L2 is in his second year of study here. He does do anything really in English apart from the coursebook work. He is a sportist. That explains a lot. He plays handball for the city and loves soccer. He never hears songs in English, nor does he watches movies or TV series. Reading? Only school stuff.

I haven’t met L3 yet. He just enrolled and will be joining us next week. I heard though that he loves English and is a hardworking student. He is also L1’s cousin. I can’t wait for next week’s class.

In both classes, we talked about movies, sports, games, music, Tv series and books. Doing this gives me a pretty good idea of what topics they really enjoy and which ones they are not much interested on.

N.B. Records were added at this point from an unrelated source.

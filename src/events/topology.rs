// Broker topology bootstrap
//
// Each service declares the shared fanout exchange, its own durable queue
// and the binding between them once per process lifetime, after the broker
// connection is established and before any consumer starts. All three
// declarations are idempotent: re-declaring on every restart is a no-op.

use lapin::{
    options::{ExchangeDeclareOptions, QueueBindOptions, QueueDeclareOptions},
    types::FieldTable,
    Channel, ExchangeKind,
};
use tracing::info;

use crate::events::EventError;

/// Fanout exchange every schedule-created event is published to
pub const SCHEDULES_CREATED_EXCHANGE: &str = "schedules.v1.patients-schedules-created";

/// Durable queue consumed by the doctor service
pub const DOCTOR_QUEUE: &str = "schedules.v1.patients-schedules-created-queue-doctor";

/// Durable queue consumed by the schedules service
pub const SCHEDULES_QUEUE: &str = "schedules.v1.patients-schedules-created-queue-schedules";

/// Declare the fanout exchange, the given durable queue and its binding.
///
/// Fanout routing ignores the key, so the binding uses an empty one. A queue
/// declared here outlives its consumers: messages published while no
/// consumer is attached are retained until one connects.
pub async fn declare_topology(channel: &Channel, queue: &str) -> Result<(), EventError> {
    channel
        .exchange_declare(
            SCHEDULES_CREATED_EXCHANGE,
            ExchangeKind::Fanout,
            ExchangeDeclareOptions {
                durable: true,
                ..Default::default()
            },
            FieldTable::default(),
        )
        .await?;

    channel
        .queue_declare(
            queue,
            QueueDeclareOptions {
                durable: true,
                ..Default::default()
            },
            FieldTable::default(),
        )
        .await?;

    channel
        .queue_bind(
            queue,
            SCHEDULES_CREATED_EXCHANGE,
            "",
            QueueBindOptions::default(),
            FieldTable::default(),
        )
        .await?;

    info!(
        "Declared broker topology: exchange {} bound to queue {}",
        SCHEDULES_CREATED_EXCHANGE, queue
    );
    Ok(())
}

/// Publisher-side bootstrap: only the exchange is needed, queues belong to
/// the consumer services that own them.
pub async fn declare_exchange(channel: &Channel) -> Result<(), EventError> {
    channel
        .exchange_declare(
            SCHEDULES_CREATED_EXCHANGE,
            ExchangeKind::Fanout,
            ExchangeDeclareOptions {
                durable: true,
                ..Default::default()
            },
            FieldTable::default(),
        )
        .await?;

    info!("Declared broker exchange {}", SCHEDULES_CREATED_EXCHANGE);
    Ok(())
}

After finding out more about L2 and catch up with L1, I played the videoclip “Am I wrong?”, only the sound, no image. I asked them to 1) rate the song. L1 gave it 3 stars and L2, 2 stars. Then they 2) listened again and took notes of words they were able to identify in the song. They did this 2x. 3) L1 noticed that their accent was different and he had trouble understanding what they were singing. He reported that at times, it sounded like another language, not English. 3) I dictated some lines of the song focusing on the sense groups. When we finished, we discussed the verses and I asked them to 4) rate the lyrics. This time L2 gave 4 and L1, 3 again. They are both not very much into music. L2 likes a new genre popular among people nowadays but it is in Portuguese and L1 said to be listening to a DJ and liking instrumental music. I’d like to offer L2 more contact with English songs and see if that raises his interest in doing something in English outside the class. Clearly they are not really a fan of this melody, but L2 liked the content of the lyrics while it didn’t matter to L1.


Group A Profile

L1 is in his 4th year of studying. He had been my student in the afternoon in 2013 and 2014. He is talkative, not always in English but with a little push he makes the effort to keep up in English. He likes reading, video games and music but hates doing any sort of grammar exercises. He also prefers talking to written activities.

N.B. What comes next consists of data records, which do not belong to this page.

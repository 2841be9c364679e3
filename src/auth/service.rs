// Service-agnostic login and registration flows
//
// The patient and doctor services both authenticate against their own user
// table; the flow itself (credential check, hashing, token issuance) is
// identical and lives here once.

use crate::auth::{
    error::AuthError,
    models::{Role, TokenResponse},
    password::PasswordService,
    token::TokenService,
};
use axum::async_trait;

/// Credential storage seam implemented by each service's repository
#[async_trait]
pub trait CredentialStore: Send + Sync {
    /// Password hash for the account with this email, if one exists
    async fn find_password_hash(&self, email: &str) -> Result<Option<String>, AuthError>;
    /// Create an account with already-hashed credentials
    async fn insert_credentials(
        &self,
        email: &str,
        password_hash: &str,
        role: Role,
    ) -> Result<(), AuthError>;
}

/// Verify credentials and issue a bearer token.
///
/// Unknown email and wrong password are indistinguishable to the caller.
pub async fn login(
    store: &dyn CredentialStore,
    tokens: &TokenService,
    email: &str,
    password: &str,
) -> Result<TokenResponse, AuthError> {
    let hash = store
        .find_password_hash(email)
        .await?
        .ok_or(AuthError::InvalidCredentials)?;

    if !PasswordService::verify_password(password, &hash)? {
        return Err(AuthError::InvalidCredentials);
    }

    let token = tokens.issue(email)?;
    Ok(TokenResponse { token })
}

/// Register a new account with a hashed password
pub async fn register(
    store: &dyn CredentialStore,
    email: &str,
    password: &str,
    role: Role,
) -> Result<(), AuthError> {
    if store.find_password_hash(email).await?.is_some() {
        return Err(AuthError::EmailAlreadyExists);
    }

    let password_hash = PasswordService::hash_password(password)?;
    store.insert_credentials(email, &password_hash, role).await
}

#[cfg(test)]
mod tests {
    use super::*;
    use std::collections::HashMap;
    use std::sync::Mutex;

    #[derive(Default)]
    struct MemoryStore {
        accounts: Mutex<HashMap<String, String>>,
    }

    #[async_trait]
    impl CredentialStore for MemoryStore {
        async fn find_password_hash(&self, email: &str) -> Result<Option<String>, AuthError> {
            Ok(self.accounts.lock().unwrap().get(email).cloned())
        }

        async fn insert_credentials(
            &self,
            email: &str,
            password_hash: &str,
            _role: Role,
        ) -> Result<(), AuthError> {
            self.accounts
                .lock()
                .unwrap()
                .insert(email.to_string(), password_hash.to_string());
            Ok(())
        }
    }

    fn test_tokens() -> TokenService {
        TokenService::new("auth-service-test-secret".to_string())
    }

    #[tokio::test]
    async fn register_then_login_issues_validating_token() {
        let store = MemoryStore::default();
        let tokens = test_tokens();

        register(&store, "jane@example.com", "long-enough-pw", Role::User)
            .await
            .unwrap();
        let response = login(&store, &tokens, "jane@example.com", "long-enough-pw")
            .await
            .unwrap();

        assert_eq!(
            tokens.validate(&response.token),
            Some("jane@example.com".to_string())
        );
    }

    #[tokio::test]
    async fn login_with_wrong_password_is_rejected() {
        let store = MemoryStore::default();
        let tokens = test_tokens();

        register(&store, "jane@example.com", "long-enough-pw", Role::User)
            .await
            .unwrap();
        let result = login(&store, &tokens, "jane@example.com", "wrong-password").await;
        assert!(matches!(result, Err(AuthError::InvalidCredentials)));
    }

    #[tokio::test]
    async fn login_with_unknown_email_is_rejected() {
        let store = MemoryStore::default();
        let tokens = test_tokens();

        let result = login(&store, &tokens, "ghost@example.com", "whatever").await;
        assert!(matches!(result, Err(AuthError::InvalidCredentials)));
    }

    #[tokio::test]
    async fn duplicate_registration_is_rejected() {
        let store = MemoryStore::default();

        register(&store, "jane@example.com", "long-enough-pw", Role::User)
            .await
            .unwrap();
        let result = register(&store, "jane@example.com", "other-password", Role::User).await;
        assert!(matches!(result, Err(AuthError::EmailAlreadyExists)));
    }
}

L2 is in his third year of English. He is participative and likes speaking activities in English. He also said that likes looking at the lyrics of songs.

L3 and L4 are in their second year of English. None of them talked much.

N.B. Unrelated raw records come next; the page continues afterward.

// Cross-service event distribution
//
// A schedule creation in the patient service is broadcast through a fanout
// exchange to one durable queue per consumer service. Delivery is
// at-least-once: consumers must tolerate redelivered events, and nothing on
// the producer side records whether a message was ever consumed.

pub mod consumer;
pub mod publisher;
pub mod topology;

use serde::{Deserialize, Serialize};
use thiserror::Error;

pub use consumer::{run_consumer, run_consumer_with_recovery};
pub use publisher::SchedulePublisher;
pub use topology::{
    declare_topology, DOCTOR_QUEUE, SCHEDULES_CREATED_EXCHANGE, SCHEDULES_QUEUE,
};

/// The event published once per successful patient schedule action.
///
/// Immutable value; the email doubles as a loose natural key for consumers.
/// Wire form is a JSON object with exactly these field names.
#[derive(Debug, Clone, PartialEq, Eq, Serialize, Deserialize)]
pub struct ScheduleEvent {
    pub name: String,
    pub phone: String,
    pub address: String,
    pub email: String,
}

/// Errors raised by the event distribution layer
#[derive(Debug, Error)]
pub enum EventError {
    #[error("broker error: {0}")]
    Broker(#[from] lapin::Error),

    #[error("event serialization error: {0}")]
    Serialization(#[from] serde_json::Error),

    #[error("consumer side effect failed: {0}")]
    Processing(String),
}

/// Open a broker connection for a service process
pub async fn connect_broker(amqp_url: &str) -> Result<lapin::Connection, EventError> {
    let connection =
        lapin::Connection::connect(amqp_url, lapin::ConnectionProperties::default()).await?;
    tracing::info!("Connected to broker at {}", amqp_url);
    Ok(connection)
}

#[cfg(test)]
mod tests {
    use super::*;

    #[test]
    fn event_wire_form_uses_flat_field_names() {
        let event = ScheduleEvent {
            name: "Jane".to_string(),
            phone: "555-1111".to_string(),
            address: "1 Main St".to_string(),
            email: "jane@example.com".to_string(),
        };

        let wire = serde_json::to_value(&event).unwrap();
        assert_eq!(
            wire,
            serde_json::json!({
                "name": "Jane",
                "phone": "555-1111",
                "address": "1 Main St",
                "email": "jane@example.com",
            })
        );
    }

    #[test]
    fn event_decodes_from_foreign_producer_json() {
        // Field order and unknown producers must not matter
        let wire = r#"{"email":"jane@example.com","address":"1 Main St","name":"Jane","phone":"555-1111"}"#;
        let event: ScheduleEvent = serde_json::from_str(wire).unwrap();
        assert_eq!(event.name, "Jane");
        assert_eq!(event.email, "jane@example.com");
    }

    #[test]
    fn malformed_payload_is_a_serialization_error() {
        let result = serde_json::from_str::<ScheduleEvent>("{\"name\":42}");
        assert!(result.is_err());
    }
}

Group A is formed by boys right now, but a girl, a former student of mine said she is going to start next week which might change the dynamics of the group. For the first meeting, they did not say much about themselves. The ice break activity did not work as 3 said not to have their cellphones with them and or unable to remember any song or accept my offer to hand them a device to search online.

Because of that we moved to the song “Am I wrong?” by Nico and Viz.

  • Rating the song (1): They all gave 4 stars to it! It seems the boys enjoys this kind of music.
  • Listening (2x) and making notes (2): Although listening more than once gives them a chance to get more familiar with the song, it does not necessarily improves comprehension. They did have a few more words than had written before.
  • Dictated 6 verses from the song focusing on sense groups (3): After dictating each sense, we worked on the pronunciation of each sense group with the right intonation.
  • Recited the group of verses in a way that asks a question and invites reflection (4): It is actually the first time I remember reciting it like I was reciting a poem with much emotion and gesture to express the sentiment that these verses expresses.  AS I did, I also translated the group sense without letting them think of the translation but the message that it I wrong
  • The listened to the song again (5).

We had about 5 or 6 minutes left so I gave them pieces of paper to reflect on how each step (1-5) was useful in L1. Here are their responses and mine:

(1) Mine: Find out their musical taste and get familiar with the song.

(1) Theirs: cool; to learn better; for us to rate the song; learn the song.

(2) Mine: Get familiar with the song and check how much they can understand of it.

(2) Theirs: learn more English; for us to understand the words; because listening one time we do not understand. That’s why it is important to listen two times; listen and find the words.

(3) Mine: work on pronunciation and fluency.

(3) Theirs: Learn the right pronunciation and the meaning of the words; practice listening and the repeatition of the phrases to improve our pronunciation; very interesting; learned the right pronunciation of the words.

(4) Mine: notice how things are said on a daily basis, we just don’t say words, we say them with meaning and emotion. Introducing them to Poems through music.

(4) Theirs: cool, learned that music also has poetry; it facilitates comprehending meaning; learned how to say things using the right intonation which is like in a poem.

(5) Mine: show them that now they can comprehend much more of the song.

(5) Theirs: listening just once, we don’t really understand it well; to check if we could understand the song; cool; identify the most meaningful part of the song.

I just collected their notes and shared with them mine as we were running out of time.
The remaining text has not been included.